Coronavirus home testing kits ran out again in just over an hour after being made available again on the new Government website for the fourth day in a row today.
More than ten million essential workers and their households are now eligible for Covid-19 checks as officials race to hit their 100,000-a-day tests target by Thursday.
But as of 9.05am today home testing kits for England were listed as ‘unavailable’ on the gov.uk/coronavirus website – some 65 minutes after booking slots reopened.
Home testing kits were unavailable as of 9.05am today, although people could still book drive-through tests in England and Scotland as of 10am – but not in Wales or Northern Ireland
Following the website’s launch last Friday morning, slots for both home-testing and drive-through centres in England have been used up within the first few hours.
People could still book drive-through tests in England and Scotland as of 10am today, but slots in were listed as unavailable in Wales and Northern Ireland.
Under the expansion of the testing, NHS and social care staff, police officers, teachers, social workers, undertakers, journalists and those who work in supermarkets and food production are among those now eligible.
Test booking slots or home testing kits will become available from 8am each day, the Department of Health and Social Care (DHSC) has said, with their release staggered throughout the day.
The Government is ‘working hard’ to increase the availability of Covid-19 tests through the online service, according to a DHSC spokesman, who added: ‘There has been significant demand for booking tests.
It comes as a Government scientific adviser said up to 100,000 Covid-19 tests per day could be needed as part of a widespread testing and tracking strategy.
Professor Peter Horby, chairman of the New and Emerging Respiratory Virus Threats Advisory Group (Nervtag), which is advising ministers, said the Government’s plans to move into tracking and tracing future coronavirus patients would be a ‘real logistical challenge’.
A photograph released by the Ministry of Defence today showing a Marine from Plymouth-based 42 Commando giving advise to keep social distancing protocol at a test site in Salisbury
A photograph released by the MoD today shows a person dropping a completed self test kit into a collection box at a mobile coronavirus testing unit in Scarborough, North Yorkshire
He told BBC Radio 4’s Today programme: ‘The test and trace capabilities are really going to be critical as we come out of lockdown.
‘We will have to be able to test all those people (declaring via apps that they are displaying symptoms) and it is really a matter of scale and speed.
‘One issue is how many tests we need, and if we are looking at 1,000 to 5,000 new cases per day of people with symptoms, of which maybe 5 to 25 per cent may have Covid, then you are talking about 25,000 to 100,000 tests per day.
‘It is a real logistical challenge. But there is also the issue of speed as well.
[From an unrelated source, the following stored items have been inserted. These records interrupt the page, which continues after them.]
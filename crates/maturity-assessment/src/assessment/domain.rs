use chrono::{DateTime, Utc};
use serde::{Deserialize, Serialize};
use std::fmt;

macro_rules! identifier {
    ($(#[$meta:meta])* $name:ident) => {
        $(#[$meta])*
        #[derive(Debug, Clone, PartialEq, Eq, Hash, PartialOrd, Ord, Serialize, Deserialize)]
        pub struct $name(pub String);

        impl $name {
            pub fn new(value: impl Into<String>) -> Self {
                Self(value.into())
            }

            pub fn as_str(&self) -> &str {
                &self.0
            }

            /// Blank or whitespace-only identifiers count as absent.
            pub fn is_blank(&self) -> bool {
                self.0.trim().is_empty()
            }
        }

        impl fmt::Display for $name {
            fn fmt(&self, f: &mut fmt::Formatter<'_>) -> fmt::Result {
                f.write_str(&self.0)
            }
        }

        impl From<&str> for $name {
            fn from(value: &str) -> Self {
                Self(value.to_string())
            }
        }
    };
}

identifier!(
    /// Identifier wrapper for assessment sessions.
    SessionId
);
identifier!(
    /// Identifier wrapper for leaf-level metrics.
    MetricId
);
identifier!(TopicId);
identifier!(PillarId);
identifier!(TargetId);
identifier!(OrganizationId);

fn active_by_default() -> bool {
    true
}

/// Top-level maturity category, weighted against its sibling pillars.
#[derive(Debug, Clone, PartialEq, Serialize, Deserialize)]
pub struct Pillar {
    pub id: PillarId,
    pub name: String,
    #[serde(default)]
    pub description: String,
    #[serde(default)]
    pub category: String,
    pub weight: f64,
    #[serde(default = "active_by_default")]
    pub active: bool,
}

/// Subdivision of a pillar; its weight is relative to the other topics of the same pillar.
#[derive(Debug, Clone, PartialEq, Serialize, Deserialize)]
pub struct Topic {
    pub id: TopicId,
    pub pillar_id: PillarId,
    pub name: String,
    #[serde(default)]
    pub description: String,
    pub weight: f64,
}

/// Single assessable attribute targeting one assessment level (1-5).
#[derive(Debug, Clone, PartialEq, Serialize, Deserialize)]
pub struct Metric {
    pub id: MetricId,
    pub topic_id: TopicId,
    pub name: String,
    #[serde(default)]
    pub description: String,
    pub level: u8,
    #[serde(default, rename = "type")]
    pub metric_type: String,
    pub min_value: f64,
    pub max_value: f64,
    pub weight: f64,
    #[serde(default)]
    pub tags: Vec<String>,
    #[serde(default = "active_by_default")]
    pub active: bool,
}

#[derive(Debug, Clone, PartialEq, Eq, Serialize, Deserialize)]
pub struct Organization {
    pub id: OrganizationId,
    pub name: String,
}

/// The system or team under assessment.
#[derive(Debug, Clone, PartialEq, Eq, Serialize, Deserialize)]
pub struct AssessmentTarget {
    pub id: TargetId,
    pub name: String,
    #[serde(rename = "type")]
    pub target_type: String,
    #[serde(default)]
    pub description: String,
    #[serde(default, skip_serializing_if = "Option::is_none")]
    pub organization_id: Option<OrganizationId>,
}

#[derive(Debug, Clone, Copy, PartialEq, Eq, Serialize, Deserialize)]
#[serde(rename_all = "snake_case")]
pub enum SessionStatus {
    InProgress,
    Paused,
    Completed,
}

impl SessionStatus {
    pub const fn label(self) -> &'static str {
        match self {
            Self::InProgress => "In Progress",
            Self::Paused => "Paused",
            Self::Completed => "Completed",
        }
    }
}

#[derive(Debug, Clone, PartialEq, Eq, Serialize, Deserialize)]
pub struct AssessmentSession {
    pub id: SessionId,
    pub target_id: TargetId,
    pub status: SessionStatus,
    pub started_at: DateTime<Utc>,
    #[serde(default)]
    pub completed_at: Option<DateTime<Utc>>,
    pub last_modified: DateTime<Utc>,
    #[serde(default)]
    pub current_pillar_id: Option<PillarId>,
}

/// Recorded answer for one (session, metric) pair.
#[derive(Debug, Clone, PartialEq, Serialize, Deserialize)]
pub struct AssessmentResult {
    pub session_id: SessionId,
    pub metric_id: MetricId,
    pub value: f64,
    pub assessed_at: DateTime<Utc>,
}

/// One answered metric joined with its topic and pillar metadata.
#[derive(Debug, Clone, PartialEq, Serialize, Deserialize)]
pub struct AnsweredMetric {
    pub metric_id: MetricId,
    pub value: f64,
    pub metric_name: String,
    pub metric_level: u8,
    pub metric_weight: f64,
    pub topic_id: TopicId,
    pub topic_name: String,
    pub topic_weight: f64,
    pub pillar_id: PillarId,
    pub pillar_name: String,
    pub pillar_weight: f64,
}

impl AnsweredMetric {
    /// Sort key for answer sets: pillar name, then topic name, then metric name.
    pub fn hierarchy_key(&self) -> (&str, &str, &str) {
        (
            self.pillar_name.as_str(),
            self.topic_name.as_str(),
            self.metric_name.as_str(),
        )
    }
}

/// Transient what-if answer; supersedes the stored value for a single calculation.
#[derive(Debug, Clone, PartialEq, Serialize, Deserialize)]
pub struct HypotheticalOverride {
    pub metric_id: MetricId,
    pub value: f64,
}

impl HypotheticalOverride {
    pub fn new(metric_id: impl Into<String>, value: f64) -> Self {
        Self {
            metric_id: MetricId(metric_id.into()),
            value,
        }
    }
}

/// An active metric together with its owning topic and pillar.
#[derive(Debug, Clone, PartialEq, Serialize, Deserialize)]
pub struct MetricPlacement {
    pub metric: Metric,
    pub topic: Topic,
    pub pillar: Pillar,
}

impl MetricPlacement {
    /// Shapes the placement like a loaded answer row carrying `value`.
    pub fn answer_with(&self, value: f64) -> AnsweredMetric {
        AnsweredMetric {
            metric_id: self.metric.id.clone(),
            value,
            metric_name: self.metric.name.clone(),
            metric_level: self.metric.level,
            metric_weight: self.metric.weight,
            topic_id: self.topic.id.clone(),
            topic_name: self.topic.name.clone(),
            topic_weight: self.topic.weight,
            pillar_id: self.pillar.id.clone(),
            pillar_name: self.pillar.name.clone(),
            pillar_weight: self.pillar.weight,
        }
    }
}

#[derive(Debug, Clone, PartialEq, Eq, Serialize, Deserialize)]
pub struct PillarRef {
    pub id: PillarId,
    pub name: String,
}

/// Session joined with its target and the optional pillar/organization lookups.
#[derive(Debug, Clone, PartialEq, Eq, Serialize, Deserialize)]
pub struct SessionRecord {
    pub session: AssessmentSession,
    pub target: AssessmentTarget,
    pub current_pillar: Option<PillarRef>,
    pub organization: Option<Organization>,
}

/// Answered count and the first/last answer timestamps for a session.
#[derive(Debug, Clone, Copy, Default, PartialEq, Eq, Serialize, Deserialize)]
pub struct AnswerSpan {
    pub answered: usize,
    pub first_answer_at: Option<DateTime<Utc>>,
    pub last_answer_at: Option<DateTime<Utc>>,
}

#[derive(Debug, Clone, PartialEq, Serialize, Deserialize)]
pub struct RecentAnswer {
    pub metric_id: MetricId,
    pub value: f64,
    pub assessed_at: DateTime<Utc>,
    pub metric_name: String,
    pub topic_name: String,
    pub pillar_name: String,
}

#[derive(Debug, Clone, PartialEq, Eq, Serialize, Deserialize)]
pub struct PillarProgressRow {
    pub pillar_id: PillarId,
    pub pillar_name: String,
    pub answered: usize,
    pub total: usize,
}
use crate::infra::{load_store, parse_override};
use chrono::Utc;
use clap::Args;
use maturity_assessment::assessment::{
    AnswerImporter, AssessmentService, HypotheticalOverride, InMemoryAssessmentStore,
    MetricDetail, MetricId, ScoreReport, SessionContext, SessionId,
};
use maturity_assessment::config::AppConfig;
use maturity_assessment::error::AppError;
use maturity_assessment::telemetry::{self, LogSink};
use std::fmt::Write as _;
use std::path::PathBuf;
use std::sync::Arc;
use tracing::info;

#[derive(Args, Debug, Default)]
pub(crate) struct DataArgs {
    /// Assessment dataset (JSON). Defaults to ASSESSMENT_DATA_PATH, then the bundled demo.
    #[arg(long)]
    pub(crate) data: Option<PathBuf>,
    /// Print the raw JSON payload instead of the text summary
    #[arg(long)]
    pub(crate) json: bool,
}

#[derive(Args, Debug)]
pub(crate) struct ScoreArgs {
    /// Session to score
    #[arg(long)]
    pub(crate) session: String,
    /// CSV export of answers to record before scoring (Metric ID,Value,Assessed At)
    #[arg(long)]
    pub(crate) answers: Option<PathBuf>,
    /// Hypothetical answer applied to this calculation only (METRIC=VALUE, repeatable)
    #[arg(long = "what-if", value_parser = parse_override)]
    pub(crate) what_if: Vec<HypotheticalOverride>,
    #[command(flatten)]
    pub(crate) data: DataArgs,
}

#[derive(Args, Debug)]
pub(crate) struct ContextArgs {
    /// Session to describe
    #[arg(long)]
    pub(crate) session: String,
    #[command(flatten)]
    pub(crate) data: DataArgs,
}

#[derive(Args, Debug)]
pub(crate) struct MetricArgs {
    /// Metric to look up
    #[arg(long)]
    pub(crate) id: String,
    #[command(flatten)]
    pub(crate) data: DataArgs,
}

struct CommandContext {
    config: AppConfig,
    store: Arc<InMemoryAssessmentStore>,
}

impl CommandContext {
    fn prepare(data: &DataArgs) -> Result<Self, AppError> {
        let config = AppConfig::load()?;
        telemetry::init(&config.telemetry, LogSink::Stderr)?;

        let path = data
            .data
            .clone()
            .or_else(|| config.assessment.data_path.clone());
        let store = Arc::new(load_store(path.as_deref())?);

        Ok(Self { config, store })
    }

    fn service(&self) -> AssessmentService<InMemoryAssessmentStore> {
        AssessmentService::new(self.store.clone())
            .with_recent_activity_limit(self.config.assessment.recent_activity_limit)
    }
}

pub(crate) fn run_score(args: ScoreArgs) -> Result<(), AppError> {
    let ScoreArgs {
        session,
        answers,
        what_if,
        data,
    } = args;

    let context = CommandContext::prepare(&data)?;
    let session_id = SessionId::new(session);

    if let Some(path) = answers {
        let imported = AnswerImporter::from_path(&path, &context.store, &session_id, Utc::now())?;
        info!(path = %path.display(), imported, "recorded answers from csv");
    }

    let report = context.service().calculate_scores(&session_id, &what_if)?;
    if data.json {
        println!("{}", serde_json::to_string_pretty(&report)?);
    } else {
        print!("{}", render_score_report(&report));
    }
    Ok(())
}

pub(crate) fn run_context(args: ContextArgs) -> Result<(), AppError> {
    let context = CommandContext::prepare(&args.data)?;
    let session_context = context
        .service()
        .session_context(&SessionId::new(args.session))?;

    if args.data.json {
        println!("{}", serde_json::to_string_pretty(&session_context)?);
    } else {
        print!("{}", render_session_context(&session_context));
    }
    Ok(())
}

pub(crate) fn run_metric(args: MetricArgs) -> Result<(), AppError> {
    let context = CommandContext::prepare(&args.data)?;
    let detail = context.service().metric_details(&MetricId::new(args.id))?;

    if args.data.json {
        println!("{}", serde_json::to_string_pretty(&detail)?);
    } else {
        print!("{}", render_metric_detail(&detail));
    }
    Ok(())
}

pub(crate) fn render_score_report(report: &ScoreReport) -> String {
    let mut out = String::new();
    let stats = &report.statistics;

    let _ = writeln!(out, "Maturity scores for session {}", report.session_id);
    let _ = writeln!(
        out,
        "- Overall {:.2} ({})",
        report.overall_score,
        report.maturity_level.label()
    );
    let _ = writeln!(
        out,
        "- {} of {} metrics answered ({:.1}% complete, {} remaining)",
        stats.answered_metrics,
        stats.total_metrics,
        stats.completion_percentage,
        stats.remaining_metrics
    );
    if report.applied_overrides > 0 {
        let _ = writeln!(
            out,
            "- {} what-if answer(s) applied; stored answers unchanged",
            report.applied_overrides
        );
    }

    if report.pillar_scores.is_empty() {
        let _ = writeln!(out, "No answers recorded yet.");
        return out;
    }

    let _ = writeln!(out, "Pillars:");
    for pillar in &report.pillar_scores {
        let _ = writeln!(
            out,
            "  - {}: {:.2} (weight {}, {} topic(s))",
            pillar.name, pillar.score, pillar.weight, pillar.topic_count
        );
        for topic in report
            .topic_scores
            .iter()
            .filter(|topic| topic.pillar_id == pillar.id)
        {
            let _ = writeln!(
                out,
                "      {}: {:.2} ({} metric(s))",
                topic.name, topic.score, topic.metric_count
            );
        }
    }

    let hypothetical: Vec<_> = report
        .metric_scores
        .iter()
        .filter(|metric| metric.hypothetical)
        .collect();
    if !hypothetical.is_empty() {
        let _ = writeln!(out, "What-if metrics:");
        for metric in hypothetical {
            let _ = writeln!(out, "  - {} ({}): {}", metric.name, metric.id, metric.score);
        }
    }

    out
}

pub(crate) fn render_session_context(context: &SessionContext) -> String {
    let mut out = String::new();
    let progress = &context.progress;

    let _ = writeln!(
        out,
        "Session {} for {} ({})",
        context.session.id,
        context.target.name,
        context.session.status.label()
    );
    if let Some(organization) = &context.organization {
        let _ = writeln!(out, "- Organization: {}", organization.name);
    }
    if let Some(pillar) = &context.current_pillar {
        let _ = writeln!(out, "- Current pillar: {}", pillar.name);
    }
    let _ = writeln!(
        out,
        "- {} of {} metrics answered ({:.1}% complete)",
        progress.statistics.answered_metrics,
        progress.statistics.total_metrics,
        progress.statistics.completion_percentage
    );
    if let (Some(first), Some(last)) = (progress.first_answer_at, progress.last_answer_at) {
        let _ = writeln!(
            out,
            "- Answers recorded between {} and {}",
            first.format("%Y-%m-%d %H:%M"),
            last.format("%Y-%m-%d %H:%M")
        );
    }

    if !context.pillar_progress.is_empty() {
        let _ = writeln!(out, "Pillar progress:");
        for pillar in &context.pillar_progress {
            let _ = writeln!(
                out,
                "  - {}: {}/{} ({:.1}%)",
                pillar.pillar_name, pillar.answered, pillar.total, pillar.completion_percentage
            );
        }
    }

    if !context.recent_activity.is_empty() {
        let _ = writeln!(out, "Recent activity:");
        for answer in &context.recent_activity {
            let _ = writeln!(
                out,
                "  - {} {} / {} / {} = {}",
                answer.assessed_at.format("%Y-%m-%d %H:%M"),
                answer.pillar_name,
                answer.topic_name,
                answer.metric_name,
                answer.value
            );
        }
    }

    out
}

pub(crate) fn render_metric_detail(detail: &MetricDetail) -> String {
    let mut out = String::new();
    let metric = &detail.metric;

    let _ = writeln!(out, "{} ({})", metric.name, metric.id);
    let _ = writeln!(out, "- {} / {}", detail.pillar.name, detail.topic.name);
    let _ = writeln!(
        out,
        "- Level {} | range {}-{} | weight {}",
        metric.level, metric.min_value, metric.max_value, metric.weight
    );
    if !metric.description.is_empty() {
        let _ = writeln!(out, "- {}", metric.description);
    }
    let _ = writeln!(out, "Guidance: {}", detail.guidance.recommendation);

    out
}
‘It is not much use getting the results five days later – you need it quickly so you can take the appropriate action and advise people to stay at home and also their contacts to stay at home to reduce transmission.’
He said such a testing and tracking strategy – also known as testing and contact tracing – would rely on the numbers of new cases being driven down.
Health Secretary Matt Hancock has said it is only by driving down the number of new cases that widespread testing and contact tracing will be effective.
Meanwhile the British Medical Association (BMA) said NHS staff need greater access to tests after slots offered to key workers ran out for the third day in a row on Sunday.
Dr Chaand Nagpaul, chairman of the British Medical Association (BMA) council, said the online booking system ‘offered no practical help’ to healthcare workers.
‘There is no point putting forward a proposal unless its matched with adequate capacity,’ he said.
‘What we found in the first two days was that within an hour the bookings had all been taken up, and therefore offered no practical help for large numbers of healthcare staff, who found the website had effectively closed to bookings.
‘If the Government wants healthcare workers to have access to the test, it has to be in the context or providing adequate capacity, not a ‘first come, first served’ and closing within an hour.’
He added: ‘That’s not delivering on the needs of our health and care staff.’
Dr Nagpaul said the current testing capacity is ‘well, well short’ of the number of healthcare staff who are currently self-isolating, as he called on the Government to go further than the target.
‘Our estimate is that there are about 90,000 health and care staff self-isolating based upon the Government figures of absence rates,’ he said.
‘With that in mind, if they all wanted to have a test, clearly capacity has to match that number on that assumption.’